Mais cette disposition bien connue du monde syndical ne rassure pas pour autant les représentants du personnel de Delhaize.
"On est d’accord que les conditions ne peuvent pas être changées immédiatement, dès le lendemain du transfert, acquiesce Sébastien Robeet, juriste et secrétaire général adjoint de la CNE. Mais sur le moyen terme, deux choses nous inquiètent. D’abord, à un moment donné, le nouvel employeur voudra harmoniser les conditions de travail et de rémunération dans son entreprise via une convention collective d’une entreprise, et il harmonisera plutôt à la baisse. Ensuite, il pourra assez rapidement dénoncer une convention collective de travail, même s’il y est lié par la CCT 32 bis dans un premier temps."

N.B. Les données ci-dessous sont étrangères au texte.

//! A model provider for the Mistral chat completion API.
//!
//! The API is OpenAI-compatible, so any server speaking the same
//! `/chat/completions` dialect can be targeted with a custom base URL.

#[macro_use]
extern crate tracing;

mod config;
mod proto;

use std::error::Error as StdError;
use std::fmt::{self, Display};
use std::sync::Arc;

use mathbot_model::{
    ErrorKind, ModelCompletion, ModelProvider, ModelProviderError,
    ModelRequest,
};
use mime::Mime;
use reqwest::{Client, StatusCode, header};

pub use config::{MistralConfig, MistralConfigBuilder};
use proto::ChatCompletion;

/// Error type for [`MistralProvider`].
#[derive(Debug)]
pub struct Error {
    message: String,
    kind: ErrorKind,
}

impl Error {
    fn new(message: impl Into<String>, kind: ErrorKind) -> Self {
        Self {
            message: message.into(),
            kind,
        }
    }

    /// Returns the error message.
    #[inline]
    pub fn message(&self) -> &str {
        &self.message
    }
}

impl Display for Error {
    fn fmt(&self, f: &mut fmt::Formatter<'_>) -> fmt::Result {
        write!(f, "{}", self.message)
    }
}

impl StdError for Error {}

impl ModelProviderError for Error {
    #[inline]
    fn kind(&self) -> ErrorKind {
        self.kind
    }
}

/// Mistral chat completion provider.
#[derive(Clone, Debug)]
pub struct MistralProvider {
    client: Client,
    config: Arc<MistralConfig>,
}

impl MistralProvider {
    /// Creates a new `MistralProvider` with the given configuration.
    #[inline]
    pub fn new(config: MistralConfig) -> Self {
        Self {
            client: Client::new(),
            config: Arc::new(config),
        }
    }

    /// Returns the configuration of this provider.
    #[inline]
    pub fn config(&self) -> &MistralConfig {
        &self.config
    }
}

impl ModelProvider for MistralProvider {
    type Error = Error;

    fn send_request(
        &self,
        req: &ModelRequest,
    ) -> impl Future<Output = Result<ModelCompletion, Self::Error>> + Send + 'static
    {
        let mistral_req = proto::create_request(req, &self.config);
        let resp_fut = self
            .client
            .post(format!("{}{}", self.config.base_url, "/chat/completions"))
            .header(
                header::AUTHORIZATION,
                format!("Bearer {}", self.config.api_key),
            )
            .header(header::ACCEPT, "application/json")
            .json(&mistral_req)
            .send();

        async move {
            let resp = match resp_fut.await {
                Ok(resp) => resp,
                Err(err) => {
                    return Err(Error::new(format!("{err}"), ErrorKind::Other));
                }
            };

            let status = resp.status();
            if !status.is_success() {
                debug!("upstream answered with {status}");
                return Err(Error::new(
                    format!("Unexpected status: {status}"),
                    classify_status(status),
                ));
            }

            let content_type = resp
                .headers()
                .get(header::CONTENT_TYPE)
                .and_then(|v| v.to_str().ok());
            if !is_json_content_type(content_type) {
                return Err(Error::new(
                    format!("Unexpected content type: {content_type:?}"),
                    ErrorKind::MalformedResponse,
                ));
            }

            // Here we got a successful response.
            let completion = resp.json::<ChatCompletion>().await.map_err(
                |err| Error::new(format!("{err}"), ErrorKind::MalformedResponse),
            )?;
            trace!("got completion: {completion:?}");
            proto::into_model_completion(completion).ok_or_else(|| {
                Error::new(
                    "Completion has no message content",
                    ErrorKind::MalformedResponse,
                )
            })
        }
    }
}

fn classify_status(status: StatusCode) -> ErrorKind {
    match status {
        StatusCode::UNAUTHORIZED | StatusCode::FORBIDDEN => {
            ErrorKind::Unauthorized
        }
        StatusCode::TOO_MANY_REQUESTS => ErrorKind::RateLimitExceeded,
        _ => ErrorKind::Other,
    }
}

/// A missing header is tolerated, the body decoder has the final say.
fn is_json_content_type(content_type: Option<&str>) -> bool {
    let Some(content_type) = content_type else {
        return true;
    };
    content_type
        .parse()
        .map(|m: Mime| m.subtype() == mime::JSON)
        .unwrap_or(false)
}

Là encore, des explications s’imposent. L’article 20 de la Loi du 5 décembre 1968 sur les conventions collectives et les commissions paritaires, indique ceci :
En cas de cession totale ou partielle d’une entreprise, le nouvel employeur est tenu de respecter la convention qui liait l’ancien employeur, jusqu’à ce qu’elle cesse de produire ses effets.
Mais cet article 20 a priori clair, ne l’est pas tout à fait. "Lorsqu’il y a un changement de commissions paritaires, deux visions s’opposent, développe Joëlle Boutefeu, juriste au secrétariat social Securex. Une partie de la jurisprudence indique que les conventions collectives de travail conclues dans la CP précédente vont rester en application jusqu’à ce que ces CCT cessent de produire leurs effets."
Autrement dit, dans le cas de Delhaize, les conditions de la CP202 vont s’appliquer jusqu’à la fin des CCT qui ont actuellement cours dans la CP 202, indépendamment du fait que les magasins Delhaize y soient encore ou non.
"Mais une autre partie de la jurisprudence va dans l’autre sens. Elle indique qu’un employeur ne relève que d’une seule commission paritaire et donc cet article 20 ne s’applique pas." Et dans ce cas-ci, l’employeur pourrait dénoncer son lien avec la CP 202, et c’est précisément ce que craignaient les syndicats ci-dessus. Ces syndicats indiquent par ailleurs que le préavis pour dénoncer une CCT est généralement de 6 mois.
"Nous avons de la jurisprudence et de la doctrine qui vont dans les deux sens. Et il est tout à fait imaginable que le cessionnaire utilise une jurisprudence pour dire que seules les CCT liées à la CP 202.01 s’appliquent", conclut Joëlle Boutefeu.